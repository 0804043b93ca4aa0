//! [`RelayTransport`] over a real SMTP connection.
//!
//! Every call opens its own connection: connect (with TLS for implicit-TLS
//! relays), read the greeting, EHLO, upgrade with STARTTLS when advertised,
//! authenticate, then run one MAIL transaction and QUIT. Each stage is bounded
//! by its entry in [`SmtpTimeouts`].

use std::{future::Future, time::Duration};

use async_trait::async_trait;
use courier_common::{RelayConfig, internal, tracing};
use courier_smtp::client::{ClientError, MessageBuilder, SmtpClient, new_message_id};
use courier_tracing::traced;

use crate::{
    config::{DispatchConfig, SmtpTimeouts},
    error::{RelayError, Stage},
    transport::RelayTransport,
    types::{MessageEnvelope, TransmissionReceipt},
};

/// Runs `operation` under the timeout for `stage`, classifying failures.
async fn within<T, F>(stage: Stage, secs: u64, operation: F) -> Result<T, RelayError>
where
    F: Future<Output = courier_smtp::client::Result<T>>,
{
    let after = Duration::from_secs(secs);
    tokio::time::timeout(after, operation)
        .await
        .map_err(|_| RelayError::Timeout { stage, after })?
        .map_err(|err| RelayError::at(stage, err))
}

/// Renders the envelope into the message written after DATA.
fn render(envelope: &MessageEnvelope, message_id: &str) -> Result<String, RelayError> {
    let mut builder = MessageBuilder::new()
        .from(&envelope.sender)
        .to_multiple(&envelope.to)
        .cc_multiple(&envelope.cc)
        .subject(&envelope.subject)
        .message_id(message_id)
        .header("X-Mailer", concat!("courier/", env!("CARGO_PKG_VERSION")));

    if let Some(name) = &envelope.display_name {
        builder = builder.from_name(name);
    }
    if let Some(text) = &envelope.body.text {
        builder = builder.text(text);
    }
    if let Some(html) = &envelope.body.html {
        builder = builder.html(html);
    }
    for attachment in envelope.attachments.iter() {
        builder = builder.attach(attachment.clone());
    }

    Ok(builder.build()?)
}

/// One relay session, from connect to QUIT.
struct SmtpTransaction<'a> {
    relay: &'a RelayConfig,
    timeouts: &'a SmtpTimeouts,
    helo_name: &'a str,
    accept_invalid_certs: bool,
}

impl SmtpTransaction<'_> {
    /// Connects, greets, secures and authenticates.
    async fn open(&self) -> Result<SmtpClient, RelayError> {
        let address = self.relay.address();
        let timeouts = self.timeouts;

        if self.accept_invalid_certs {
            tracing::warn!(
                relay = %self.relay.redacted(),
                "SECURITY WARNING: TLS certificate validation is disabled for this connection"
            );
        }

        let connect = async {
            if self.relay.secure {
                SmtpClient::connect_tls(&address, self.relay.host.clone(), self.accept_invalid_certs)
                    .await
            } else {
                Ok(SmtpClient::connect(&address, self.relay.host.clone())
                    .await?
                    .accept_invalid_certs(self.accept_invalid_certs))
            }
        };
        let mut client = within(Stage::Connect, timeouts.connect_secs, connect)
            .await
            .map_err(|err| match err {
                RelayError::Unreachable(reason) => {
                    RelayError::Unreachable(format!("Failed to connect to {address}: {reason}"))
                }
                other => other,
            })?;

        within(Stage::Greeting, timeouts.greeting_secs, client.read_greeting()).await?;
        within(Stage::Ehlo, timeouts.ehlo_secs, client.ehlo(self.helo_name)).await?;

        if !self.relay.secure {
            if client.capabilities().starttls {
                within(Stage::StartTls, timeouts.starttls_secs, client.starttls()).await?;
                within(Stage::Ehlo, timeouts.ehlo_secs, client.ehlo(self.helo_name)).await?;
                internal!(level = DEBUG, relay = %self.relay.redacted(), "TLS negotiated via STARTTLS");
            } else if self.relay.has_credentials() {
                tracing::warn!(
                    relay = %self.relay.redacted(),
                    "Relay does not offer STARTTLS; credentials will be sent unencrypted"
                );
            }
        }

        if self.relay.has_credentials() {
            let mechanism = client.capabilities().preferred_auth().ok_or_else(|| {
                RelayError::AuthRejected(
                    "relay offers no supported AUTH mechanism (PLAIN, LOGIN)".to_string(),
                )
            })?;

            within(
                Stage::Auth,
                timeouts.auth_secs,
                client.authenticate(mechanism, &self.relay.principal, self.relay.credential()),
            )
            .await?;
            internal!(level = DEBUG, relay = %self.relay.redacted(), %mechanism, "Authenticated");
        }

        Ok(client)
    }

    /// QUIT after the work is done. Failure here does not undo the delivery.
    async fn close(&self, mut client: SmtpClient) {
        if let Err(err) = within(Stage::Quit, self.timeouts.quit_secs, client.quit()).await {
            tracing::warn!(relay = %self.relay.redacted(), %err, "QUIT failed after completed transaction");
        }
    }

    #[traced(instrument(level = tracing::Level::DEBUG, skip_all, fields(relay = %self.relay.redacted())), timing(precision = "ms"))]
    async fn verify(self) -> Result<(), RelayError> {
        let client = self.open().await?;
        self.close(client).await;
        Ok(())
    }

    #[traced(instrument(level = tracing::Level::DEBUG, skip_all, fields(relay = %self.relay.redacted(), recipients = envelope.to.len() + envelope.cc.len() + envelope.bcc.len())), timing(precision = "ms"))]
    async fn deliver(self, envelope: &MessageEnvelope) -> Result<TransmissionReceipt, RelayError> {
        let message_id = new_message_id(envelope.sender_domain());
        let message = render(envelope, &message_id)?;

        let mut client = self.open().await?;
        let timeouts = self.timeouts;

        within(
            Stage::MailFrom,
            timeouts.mail_from_secs,
            client.mail_from(&envelope.sender),
        )
        .await?;

        for recipient in envelope.envelope_recipients() {
            let after = Duration::from_secs(timeouts.rcpt_to_secs);
            match tokio::time::timeout(after, client.rcpt_to(recipient)).await {
                Err(_) => {
                    return Err(RelayError::Timeout {
                        stage: Stage::RcptTo,
                        after,
                    });
                }
                Ok(Err(ClientError::SmtpError { code, message })) if code >= 500 => {
                    return Err(RelayError::RecipientRejected {
                        recipient: recipient.to_string(),
                        reason: format!("{code} {message}"),
                    });
                }
                Ok(Err(err)) => return Err(RelayError::at(Stage::RcptTo, err)),
                Ok(Ok(_)) => {}
            }
        }

        within(Stage::Data, timeouts.data_secs, client.data()).await?;
        let accepted = within(Stage::Data, timeouts.data_secs, client.send_data(&message)).await?;

        self.close(client).await;

        Ok(TransmissionReceipt {
            message_id,
            response: accepted.message(),
        })
    }
}

/// Delivers over SMTP, reconnecting for every message.
#[derive(Debug, Clone)]
pub struct SmtpRelay {
    timeouts: SmtpTimeouts,
    helo_name: String,
    accept_invalid_certs: bool,
}

impl SmtpRelay {
    #[must_use]
    pub fn new(config: &DispatchConfig) -> Self {
        Self {
            timeouts: config.smtp_timeouts.clone(),
            helo_name: config.helo_name.clone(),
            accept_invalid_certs: config.accept_invalid_certs,
        }
    }

    const fn transaction<'a>(&'a self, relay: &'a RelayConfig) -> SmtpTransaction<'a> {
        SmtpTransaction {
            relay,
            timeouts: &self.timeouts,
            helo_name: self.helo_name.as_str(),
            accept_invalid_certs: self.accept_invalid_certs,
        }
    }
}

impl Default for SmtpRelay {
    fn default() -> Self {
        Self::new(&DispatchConfig::default())
    }
}

#[async_trait]
impl RelayTransport for SmtpRelay {
    async fn verify(&self, relay: &RelayConfig) -> Result<(), RelayError> {
        self.transaction(relay).verify().await
    }

    async fn deliver(
        &self,
        relay: &RelayConfig,
        envelope: &MessageEnvelope,
    ) -> Result<TransmissionReceipt, RelayError> {
        self.transaction(relay).deliver(envelope).await
    }
}

#[cfg(test)]
#[allow(clippy::unwrap_used)]
mod tests {
    use std::sync::Arc;

    use mailparse::{MailHeaderMap, parse_mail};
    use pretty_assertions::assert_eq;

    use super::*;
    use crate::types::{Attachment, Body};

    fn envelope() -> MessageEnvelope {
        MessageEnvelope {
            sender: "news@example.com".to_string(),
            display_name: Some("Newsletter".to_string()),
            to: vec!["a@x.com".to_string(), "b@x.com".to_string()],
            cc: vec!["c@x.com".to_string()],
            bcc: vec!["hidden@x.com".to_string()],
            subject: "Monthly".to_string(),
            body: Body {
                text: Some("plain".to_string()),
                html: Some("<p>rich</p>".to_string()),
            },
            attachments: Arc::from(vec![Attachment::new("a.txt", "text/plain", b"hello".to_vec())]),
        }
    }

    #[test]
    fn test_render_headers() {
        let message = render(&envelope(), "<id@example.com>").unwrap();
        let parsed = parse_mail(message.as_bytes()).unwrap();

        assert_eq!(
            parsed.headers.get_first_value("To").unwrap(),
            "a@x.com, b@x.com"
        );
        assert_eq!(parsed.headers.get_first_value("Cc").unwrap(), "c@x.com");
        assert_eq!(
            parsed.headers.get_first_value("Message-ID").unwrap(),
            "<id@example.com>"
        );
        assert!(
            parsed
                .headers
                .get_first_value("From")
                .unwrap()
                .contains("Newsletter")
        );
        assert!(!message.contains("hidden@x.com"));
        assert_eq!(parsed.ctype.mimetype, "multipart/mixed");
    }

    #[test]
    fn test_timeouts_come_from_config() {
        let config = DispatchConfig {
            helo_name: "mailer.example.com".to_string(),
            ..DispatchConfig::default()
        };
        let relay = SmtpRelay::new(&config);
        assert_eq!(relay.helo_name, "mailer.example.com");
        assert_eq!(relay.timeouts, SmtpTimeouts::default());
    }

    #[tokio::test(start_paused = true)]
    async fn test_within_reports_the_stage() {
        let err = within(Stage::Data, 5, async {
            tokio::time::sleep(Duration::from_secs(10)).await;
            Ok::<_, ClientError>(())
        })
        .await
        .unwrap_err();

        assert_eq!(
            err,
            RelayError::Timeout {
                stage: Stage::Data,
                after: Duration::from_secs(5)
            }
        );
    }
}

_____

WORK REQUEST:
Only lines that include "after" belong in the answer; copy all of them from the listing.

YOUR RESPONSE:
    let after = Duration::from_secs(secs);
    tokio::time::timeout(after, operation)
        .map_err(|_| RelayError::Timeout { stage, after })?
/// Renders the envelope into the message written after DATA.
    /// QUIT after the work is done. Failure here does not undo the delivery.
            tracing::warn!(relay = %self.relay.redacted(), %err, "QUIT failed after completed transaction");
            let after = Duration::from_secs(timeouts.rcpt_to_secs);
            match tokio::time::timeout(after, client.rcpt_to(recipient)).await {
                        after,
                after: Duration::from_secs(5)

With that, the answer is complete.